You're both kind of feeding into the prejudice that some have (and I don't, usually) of the top 1/2% being selfish and overblowing the risk to their very healthy finances. You are so paranoid about at least two things that really aren't going to affect you, that I wonder how much else you have out of perspective.

Edited

Spot on.

redtrain123 · 19/09/2024 12:33

“Giving up a job to move across the world with no prospect of further employment sounds totally bonkers”

yes!

EasternStandard · 19/09/2024 12:39

I think it's fine to want to go but honestly for your reasons you can choose somewhere closer to what you want than NZ

TealTraybake · 19/09/2024 12:39

No doubt NZ is beautiful. For a long holiday. No doubt the wealthier will suffer in the UK whilst the hypocritical champagne socialists are in power.

Does this warrant moving to NZ, disrupting your children’s education, friendships etc; your job and life? Possibly not.
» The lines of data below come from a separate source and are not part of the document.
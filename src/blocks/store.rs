use std::rc::Rc;

use super::{Block, BlockError, Field};

/// Seam between the drag engine and whatever owns the sequence.
pub trait Reorder {
    /// Move the block at `from` so that it ends up at `to`.
    ///
    /// # Errors
    ///
    /// Returns [`BlockError::IndexOutOfRange`] if either index is invalid.
    fn move_block(&mut self, from: usize, to: usize) -> Result<(), BlockError>;
}

/// The ordered block sequence for one editing session.
///
/// The sequence is held behind a shared immutable handle. Every mutation
/// builds a new sequence and swaps the handle, so a reader holding an old
/// [`snapshot`](Self::snapshot) keeps seeing a complete, unchanged sequence
/// and a renderer can detect changes with [`is_same_sequence`](Self::is_same_sequence).
#[derive(Debug, Clone)]
pub struct BlockStore {
    blocks: Rc<[Block]>,
    revision: u64,
}

impl Default for BlockStore {
    fn default() -> Self {
        Self::new()
    }
}

impl BlockStore {
    /// A new session: one default block.
    pub fn new() -> Self {
        Self::from_blocks(vec![Block::default()])
    }

    /// Start from an explicit sequence.
    pub fn from_blocks(blocks: Vec<Block>) -> Self {
        Self {
            blocks: blocks.into(),
            revision: 0,
        }
    }

    pub fn len(&self) -> usize {
        self.blocks.len()
    }

    pub fn is_empty(&self) -> bool {
        self.blocks.is_empty()
    }

    pub fn get(&self, index: usize) -> Option<&Block> {
        self.blocks.get(index)
    }

    pub fn iter(&self) -> std::slice::Iter<'_, Block> {
        self.blocks.iter()
    }

    /// Number of sequence replacements so far.
    pub const fn revision(&self) -> u64 {
        self.revision
    }

    /// The current sequence. Cheap; shares the handle.
    pub fn snapshot(&self) -> Rc<[Block]> {
        Rc::clone(&self.blocks)
    }

    /// Whether `other` is still the live sequence (no mutation since it was taken).
    pub fn is_same_sequence(&self, other: &Rc<[Block]>) -> bool {
        Rc::ptr_eq(&self.blocks, other)
    }

    /// Append a default block.
    pub fn add_block(&mut self) {
        let mut next = self.blocks.to_vec();
        next.push(Block::default());
        self.replace(next);
        tracing::debug!(len = self.len(), "block added");
    }

    /// Remove the block at `index`; later blocks shift down by one.
    ///
    /// # Errors
    ///
    /// Returns [`BlockError::IndexOutOfRange`] if `index >= len`.
    pub fn delete_block(&mut self, index: usize) -> Result<Block, BlockError> {
        self.check_index(index)?;
        let mut next = self.blocks.to_vec();
        let removed = next.remove(index);
        self.replace(next);
        tracing::debug!(index, len = self.len(), "block deleted");
        Ok(removed)
    }

    /// Set one field of the block at `index`. The value is not validated.
    ///
    /// # Errors
    ///
    /// Returns [`BlockError::IndexOutOfRange`] if `index >= len`.
    pub fn update_field(
        &mut self,
        index: usize,
        field: Field,
        value: impl Into<String>,
    ) -> Result<(), BlockError> {
        self.check_index(index)?;
        let value = value.into();
        let mut next = self.blocks.to_vec();
        let block = &mut next[index];
        match field {
            Field::Voice => block.voice = value,
            Field::Text => block.text = value,
            Field::Color => block.color = value,
        }
        self.replace(next);
        tracing::trace!(index, %field, "block field updated");
        Ok(())
    }

    /// [`update_field`](Self::update_field) with the field given by name.
    ///
    /// # Errors
    ///
    /// Returns [`BlockError::UnknownField`] for a name other than
    /// `voice`, `text` or `color`, or [`BlockError::IndexOutOfRange`].
    pub fn update_field_named(
        &mut self,
        index: usize,
        field_name: &str,
        value: impl Into<String>,
    ) -> Result<(), BlockError> {
        let field = field_name.parse()?;
        self.update_field(index, field, value)
    }

    /// Take the block out at `from` and insert it at `to`, where `to` counts
    /// positions in the sequence with the block already removed.
    ///
    /// `[a,b,c,d]` with `move_block(0, 2)` gives `[b,c,a,d]`. Moving a block
    /// onto itself leaves the sequence (and its handle) untouched.
    ///
    /// # Errors
    ///
    /// Returns [`BlockError::IndexOutOfRange`] if either index is `>= len`.
    pub fn move_block(&mut self, from: usize, to: usize) -> Result<(), BlockError> {
        self.check_index(from)?;
        self.check_index(to)?;
        if from == to {
            return Ok(());
        }
        let mut next = self.blocks.to_vec();
        let block = next.remove(from);
        next.insert(to, block);
        self.replace(next);
        tracing::debug!(from, to, "block moved");
        Ok(())
    }

    fn check_index(&self, index: usize) -> Result<(), BlockError> {
        if index < self.blocks.len() {
            Ok(())
        } else {
            Err(BlockError::IndexOutOfRange {
                index,
                len: self.blocks.len(),
            })
        }
    }

    fn replace(&mut self, next: Vec<Block>) {
        self.blocks = next.into();
        self.revision += 1;
    }
}

impl Reorder for BlockStore {
    fn move_block(&mut self, from: usize, to: usize) -> Result<(), BlockError> {
        Self::move_block(self, from, to)
    }
}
It sounds like your husband is going through a mlc combined with real concerns about labour syphoning off your hard earned cash to pay the train drivers / politicians / anyone on benefits who really shouldn’t be etc / god knows who is next..

I hesitate to say it as not a huge fan of Australia (too far away from family and real culture, sexist, brash etc) but that could be a compromise? Unless he as a kiwi, wouldn’t do that on principle!

How about Italy? 🇮🇹

MaybeSmaller · 19/09/2024 12:41

redtrain123 · 19/09/2024 12:15

From reading mn and elsewhere, NZ doesn’t seem the utopia it once was. Gang culture, for example seems to be in the up, and cost of living has affected all.

i second moving out of London to leafy Surrey , or Hertfordshire or Tunbridge Wells.

The notion that "gang culture" is affecting somewhere as remote and sparsely populated as NZ suggests that nowhere on the planet is immune from the cultural and economic rot that people like the OP's DH are trying to escape from.

Perhaps if NZ had done a North Korea and walled themselves off from the world in the 1950s, they could have avoided it. As it is, you're better off staying put and improving your lot in this country because there's no utopian paradise to flee to.

Move to e.g. Hampshire. The area around Winchester is lovely. (And if you find Hampshire too rural or provincial after living in London, you're sure as heck not going to like NZ.)